The cinematography, editing, sound design and music in the sequence are all phenomenal. Sweeping shots from high above emphasize Arwen’s smallness in the landscape, and how badly she, Frodo, and Asfaloth are outnumbered by the nine Ringwraiths on their own horses. The pounding of the horses’ feet raises the audience’s heart rate as the sequence and Howard Shore score builds and builds, and then we see Arwen dart between trees to dodge the Riders, heightening the tension even more. Finally, the beautifully rendered horse shapes in the water of the river are a stunning bit of CGI to cap off the fantastic stunt sequence.
Tyler, likewise, is rarely given a moment so strong in the rest of the trilogy as she hisses with utter conviction in an extreme close-up, “If you want him, come and claim him!” With a look of complete command in that moment of the literal elements around her, and blood red scratch from a tree branch dripping on her face, audiences are instantly compelled to root for this character—which is crucial to following her and Aragorn’s stories since she becomes so much more tertiary in the subsequent films.
Dramatically, this is a scene that just gets more and more gripping each time you watch the trilogy. The first time you see the Black Riders sniff for the hobbits or chase Arwen and Frodo on Asfaloth, they’re scary. But once you’ve seen the rest of the story, and you’ve seen Mordor, and Sauron’s huge armies, and several important characters have died (and only one of them has come back again), and you’ve seen the total collapse, in a very literal sense, of Mordor after the Ring is destroyed—then this chase in which the Riders so very nearly catch Frodo and recover the Ring becomes almost more terrifying in retrospect.

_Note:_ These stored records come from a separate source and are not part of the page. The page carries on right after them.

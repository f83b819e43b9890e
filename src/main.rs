use anyhow::{bail, Context, Result};
use layered_translations::access::{Actor, TrustedOperator};
use layered_translations::config::Config;
use layered_translations::db::Database;
use layered_translations::i18n::{TranslationMetrics, DEFAULT_NAMESPACE};
use layered_translations::service::TranslationService;
use serde::Serialize;
use std::sync::Arc;
use tracing::{info, warn};

const USAGE: &str = "\
Usage: layered-translations <command>

Commands:
  import                                   Replace system translations with the locale files
  merge                                    Merge the locale files into system translations
  sync                                     Write system translations back to the locale files
  resolve <team|-> <namespace> <key> <locale>
                                           Resolve one key (use - for no team)
  overrides <key> [namespace]              List team overrides of a key
  counts                                   List system translations with override counts";

#[tokio::main]
async fn main() -> Result<()> {
    // Load .env file (ignored when not present)
    let _ = dotenvy::dotenv();

    // Initialize logging
    tracing_subscriber::fmt()
        .with_env_filter(
            tracing_subscriber::EnvFilter::from_default_env()
                .add_directive("layered_translations=info".parse()?),
        )
        .init();

    let args: Vec<String> = std::env::args().skip(1).collect();
    let Some(command) = args.first() else {
        eprintln!("{}", USAGE);
        std::process::exit(2);
    };

    // Load configuration from environment
    let config = Config::from_env()?;
    let registry = config.locale_registry()?;

    let db = Database::new(&config.database_url)
        .await
        .with_context(|| format!("Failed to open {}", config.database_url))?;
    let db = Arc::new(db);

    let service = TranslationService::new(
        db.clone(),
        Arc::new(TrustedOperator),
        db.clone(),
        registry,
        config.corpus(),
    )
    .with_corpus_namespace(&config.corpus_namespace)
    .with_chunk_size(config.import_chunk_size);

    // Ctrl-C stops bulk operations between items; applied items stay applied.
    let interrupt = service.interrupt().clone();
    tokio::spawn(async move {
        if tokio::signal::ctrl_c().await.is_ok() {
            warn!("Interrupt received, stopping after the current item");
            interrupt.raise();
        }
    });

    let operator = Actor::new("cli");
    match (command.as_str(), &args[1..]) {
        ("import", []) => {
            info!("Importing locale files from {}", config.locales_dir.display());
            print_json(&service.import_from_files(&operator).await?)?;
        }
        ("merge", []) => {
            info!("Merging locale files from {}", config.locales_dir.display());
            print_json(&service.merge_from_files(&operator).await?)?;
        }
        ("sync", []) => {
            info!("Syncing to locale files in {}", config.locales_dir.display());
            print_json(&service.sync_to_files(&operator).await?)?;
        }
        ("resolve", [team, namespace, key, locale]) => {
            let team = (team != "-").then_some(team.as_str());
            let resolution = service
                .resolve(&operator, team, namespace, key, locale)
                .await?;
            print_json(&resolution)?;
        }
        ("overrides", [key]) => {
            print_json(&service.overrides_for(&operator, key, DEFAULT_NAMESPACE).await?)?;
        }
        ("overrides", [key, namespace]) => {
            print_json(&service.overrides_for(&operator, key, namespace).await?)?;
        }
        ("counts", []) => {
            print_json(&service.system_entries_with_override_counts(&operator).await?)?;
        }
        _ => {
            eprintln!("{}", USAGE);
            bail!("Unknown command or wrong arguments: {}", args.join(" "));
        }
    }

    let metrics = TranslationMetrics::global().report();
    info!(
        "Resolutions: {} team, {} system, {} missing",
        metrics.resolved_team, metrics.resolved_system, metrics.resolved_missing
    );

    db.close().await;
    Ok(())
}

fn print_json<T: Serialize>(value: &T) -> Result<()> {
    println!("{}", serde_json::to_string_pretty(value)?);
    Ok(())
}
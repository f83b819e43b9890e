//! Override Registry: read-only reporting views over the store.

use crate::access::TeamDirectory;
use crate::error::Result;
use crate::i18n::entry::{EntryFilter, TranslationEntry};
use crate::i18n::store::EntryStore;
use serde::Serialize;
use std::collections::HashMap;

/// A team-scope entry with its team's display name.
#[derive(Debug, Clone, PartialEq, Eq, Serialize)]
#[serde(rename_all = "camelCase")]
pub struct TeamOverride {
    pub entry: TranslationEntry,
    /// Team display name; the team id when the directory has none.
    pub team_name: String,
}

/// A system entry annotated with how many teams override it.
#[derive(Debug, Clone, PartialEq, Eq, Serialize)]
#[serde(rename_all = "camelCase")]
pub struct OverrideCount {
    pub entry: TranslationEntry,
    pub override_count: usize,
}

pub struct OverrideRegistry<'a> {
    store: &'a dyn EntryStore,
    teams: &'a dyn TeamDirectory,
}

impl<'a> OverrideRegistry<'a> {
    /// Reporting views over `store`, naming teams through `teams`.
    pub fn new(store: &'a dyn EntryStore, teams: &'a dyn TeamDirectory) -> Self {
        Self { store, teams }
    }

    /// System entries that teams are allowed to override.
    pub async fn overrideable_system_entries(&self) -> Result<Vec<TranslationEntry>> {
        self.store
            .find(&EntryFilter::system().overrideable(true))
            .await
    }

    /// Every team's override of `(namespace, key_path)`.
    pub async fn team_overrides_for(
        &self,
        key_path: &str,
        namespace: &str,
    ) -> Result<Vec<TeamOverride>> {
        let entries = self
            .store
            .find(&EntryFilter::any_team().namespace(namespace).key_path(key_path))
            .await?;

        let mut names: HashMap<String, String> = HashMap::new();
        let mut overrides = Vec::with_capacity(entries.len());
        for entry in entries {
            let team_id = entry.team_id.clone().unwrap_or_default();
            let team_name = match names.get(&team_id) {
                Some(name) => name.clone(),
                None => {
                    let name = self
                        .teams
                        .team_name(&team_id)
                        .await?
                        .unwrap_or_else(|| team_id.clone());
                    names.insert(team_id, name.clone());
                    name
                }
            };
            overrides.push(TeamOverride { entry, team_name });
        }
        Ok(overrides)
    }

    /// All system entries with the number of team rows sharing their key.
    pub async fn system_entries_with_override_counts(&self) -> Result<Vec<OverrideCount>> {
        let system = self.store.find(&EntryFilter::system()).await?;

        let mut counts: HashMap<(String, String), usize> = HashMap::new();
        for entry in self.store.find(&EntryFilter::any_team()).await? {
            *counts.entry((entry.namespace, entry.key_path)).or_default() += 1;
        }

        Ok(system
            .into_iter()
            .map(|entry| {
                let override_count = counts
                    .get(&(entry.namespace.clone(), entry.key_path.clone()))
                    .copied()
                    .unwrap_or(0);
                OverrideCount {
                    entry,
                    override_count,
                }
            })
            .collect())
    }
}

#[cfg(test)]
mod tests {
    use super::*;
    use crate::i18n::entry::{values, NewEntry};
    use crate::i18n::store::MemoryStore;

    async fn seeded() -> MemoryStore {
        let store = MemoryStore::new();
        for entry in [
            NewEntry::system("buttons.save", values([("en", "Save")])),
            NewEntry::system("legal.terms", values([("en", "Terms")])).overrideable(false),
            NewEntry::team("t1", "buttons.save", values([("en", "Store")])),
            NewEntry::team("t2", "buttons.save", values([("en", "Keep")])),
            NewEntry::team("t2", "buttons.save", values([("en", "Other ns")]))
                .with_namespace("pos"),
            NewEntry::team("t1", "adhoc.only", values([("en", "Team only")])),
        ] {
            store.insert(entry).await.expect("seed");
        }
        store
    }

    fn directory() -> HashMap<String, String> {
        [("t1".to_string(), "Bakery".to_string())].into_iter().collect()
    }

    #[tokio::test]
    async fn test_overrideable_system_entries() {
        let store = seeded().await;
        let teams = directory();
        let entries = OverrideRegistry::new(&store, &teams)
            .overrideable_system_entries()
            .await
            .expect("query");

        assert_eq!(entries.len(), 1);
        assert_eq!(entries[0].key_path, "buttons.save");
    }

    #[tokio::test]
    async fn test_team_overrides_for_joins_names() {
        let store = seeded().await;
        let teams = directory();
        let overrides = OverrideRegistry::new(&store, &teams)
            .team_overrides_for("buttons.save", "ui")
            .await
            .expect("query");

        assert_eq!(overrides.len(), 2);
        assert_eq!(overrides[0].team_name, "Bakery");
        assert_eq!(overrides[0].entry.value_for("en"), Some("Store"));
        assert_eq!(overrides[1].team_name, "t2");
    }

    #[tokio::test]
    async fn test_override_counts_across_teams() {
        let store = seeded().await;
        let teams = directory();
        let counts = OverrideRegistry::new(&store, &teams)
            .system_entries_with_override_counts()
            .await
            .expect("query");

        let by_key: HashMap<_, _> = counts
            .iter()
            .map(|c| (c.entry.key_path.as_str(), c.override_count))
            .collect();
        assert_eq!(by_key.len(), 2);
        assert_eq!(by_key["buttons.save"], 2);
        assert_eq!(by_key["legal.terms"], 0);
    }

    #[tokio::test]
    async fn test_views_do_not_mutate() {
        let store = seeded().await;
        let teams = directory();
        let before = store.len();
        let registry = OverrideRegistry::new(&store, &teams);
        registry.overrideable_system_entries().await.expect("query");
        registry.team_overrides_for("buttons.save", "ui").await.expect("query");
        registry.system_entries_with_override_counts().await.expect("query");
        assert_eq!(store.len(), before);
    }
}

There’s a moment when one of the Riders reaches out and very nearly touches Frodo’s face—that’s how close the world came to being destroyed in this scene.
I once caught this scene playing on all the televisions for sale in Curry’s, back in 2002 when the DVDs had only just come out, and stood there and watched it, hypnotized. I completely forgot about the kettle I’d come in to buy. It grabs you and keeps you glued to the screen until Frodo collapses in Arwen’s arms, only to wake up in the misty-screened safety of Rivendell. The Return of the King may have gotten all the official plaudits, but it was The Fellowship of the Ring that introduced cinema audiences not just to Middle-earth, but to the whole idea of proper, grown-up epic fantasy not based on the legends of King Arthur or a Greek myth.
This scene is just one of the standout scenes from a great movie, but it might just be the very best one.